RECORDS FOR THE TASK: Begin

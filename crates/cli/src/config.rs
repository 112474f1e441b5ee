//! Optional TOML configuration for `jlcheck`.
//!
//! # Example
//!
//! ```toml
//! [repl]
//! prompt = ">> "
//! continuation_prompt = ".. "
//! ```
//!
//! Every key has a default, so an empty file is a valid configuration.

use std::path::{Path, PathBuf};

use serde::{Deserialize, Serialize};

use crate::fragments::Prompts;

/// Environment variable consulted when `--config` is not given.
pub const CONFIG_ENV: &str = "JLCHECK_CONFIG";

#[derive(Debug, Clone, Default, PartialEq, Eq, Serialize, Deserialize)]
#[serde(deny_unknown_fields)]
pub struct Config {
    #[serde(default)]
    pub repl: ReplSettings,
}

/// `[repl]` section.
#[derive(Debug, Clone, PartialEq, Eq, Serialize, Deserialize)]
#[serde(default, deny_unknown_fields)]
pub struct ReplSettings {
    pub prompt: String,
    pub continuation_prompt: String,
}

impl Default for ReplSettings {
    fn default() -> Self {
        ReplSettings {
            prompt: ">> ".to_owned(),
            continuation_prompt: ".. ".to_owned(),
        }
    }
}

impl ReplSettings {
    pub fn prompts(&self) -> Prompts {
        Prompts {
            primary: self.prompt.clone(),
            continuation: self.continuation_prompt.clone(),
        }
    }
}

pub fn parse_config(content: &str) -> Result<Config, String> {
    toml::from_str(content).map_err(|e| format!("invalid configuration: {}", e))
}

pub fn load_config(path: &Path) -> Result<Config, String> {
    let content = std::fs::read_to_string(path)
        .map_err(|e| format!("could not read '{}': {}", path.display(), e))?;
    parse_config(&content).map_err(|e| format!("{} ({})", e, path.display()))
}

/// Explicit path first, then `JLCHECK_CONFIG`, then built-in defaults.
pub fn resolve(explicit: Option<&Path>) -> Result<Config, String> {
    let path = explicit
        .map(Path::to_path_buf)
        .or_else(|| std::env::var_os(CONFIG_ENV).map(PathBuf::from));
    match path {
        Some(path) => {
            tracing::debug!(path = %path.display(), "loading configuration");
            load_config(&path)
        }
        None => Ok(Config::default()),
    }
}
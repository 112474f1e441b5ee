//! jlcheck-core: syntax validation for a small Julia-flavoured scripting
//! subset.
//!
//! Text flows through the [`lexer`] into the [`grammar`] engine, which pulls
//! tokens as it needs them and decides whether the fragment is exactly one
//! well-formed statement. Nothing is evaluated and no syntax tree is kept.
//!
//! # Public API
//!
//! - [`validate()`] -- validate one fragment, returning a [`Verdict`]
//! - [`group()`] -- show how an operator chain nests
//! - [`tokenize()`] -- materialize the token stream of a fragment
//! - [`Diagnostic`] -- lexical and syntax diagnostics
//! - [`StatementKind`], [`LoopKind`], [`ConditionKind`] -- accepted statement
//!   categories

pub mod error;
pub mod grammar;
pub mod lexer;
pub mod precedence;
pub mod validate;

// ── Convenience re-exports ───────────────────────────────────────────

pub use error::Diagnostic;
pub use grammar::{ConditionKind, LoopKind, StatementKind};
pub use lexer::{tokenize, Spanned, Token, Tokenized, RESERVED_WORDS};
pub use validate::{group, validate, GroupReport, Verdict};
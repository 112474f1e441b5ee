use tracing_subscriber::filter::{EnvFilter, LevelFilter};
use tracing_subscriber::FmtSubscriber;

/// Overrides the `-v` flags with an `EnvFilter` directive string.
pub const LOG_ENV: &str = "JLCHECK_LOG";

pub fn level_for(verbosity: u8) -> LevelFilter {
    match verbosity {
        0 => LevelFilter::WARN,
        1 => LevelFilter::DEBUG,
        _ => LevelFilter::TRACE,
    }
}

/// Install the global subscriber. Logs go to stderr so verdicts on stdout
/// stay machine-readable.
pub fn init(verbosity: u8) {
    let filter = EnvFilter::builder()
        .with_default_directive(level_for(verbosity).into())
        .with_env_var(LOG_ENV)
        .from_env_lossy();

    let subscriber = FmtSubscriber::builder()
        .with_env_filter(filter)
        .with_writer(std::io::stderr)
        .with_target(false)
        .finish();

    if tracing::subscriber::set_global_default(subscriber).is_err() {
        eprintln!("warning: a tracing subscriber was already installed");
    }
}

RECORDS FOR THE TASK: End

** WHAT IS EXPECTED **
Wherever the string "ConditionKind" occurs in the records, copy the line it is in.

** RESULT FOR THIS EXERCISE **
//! - [`StatementKind`], [`LoopKind`], [`ConditionKind`] -- accepted statement
pub use grammar::{ConditionKind, LoopKind, StatementKind};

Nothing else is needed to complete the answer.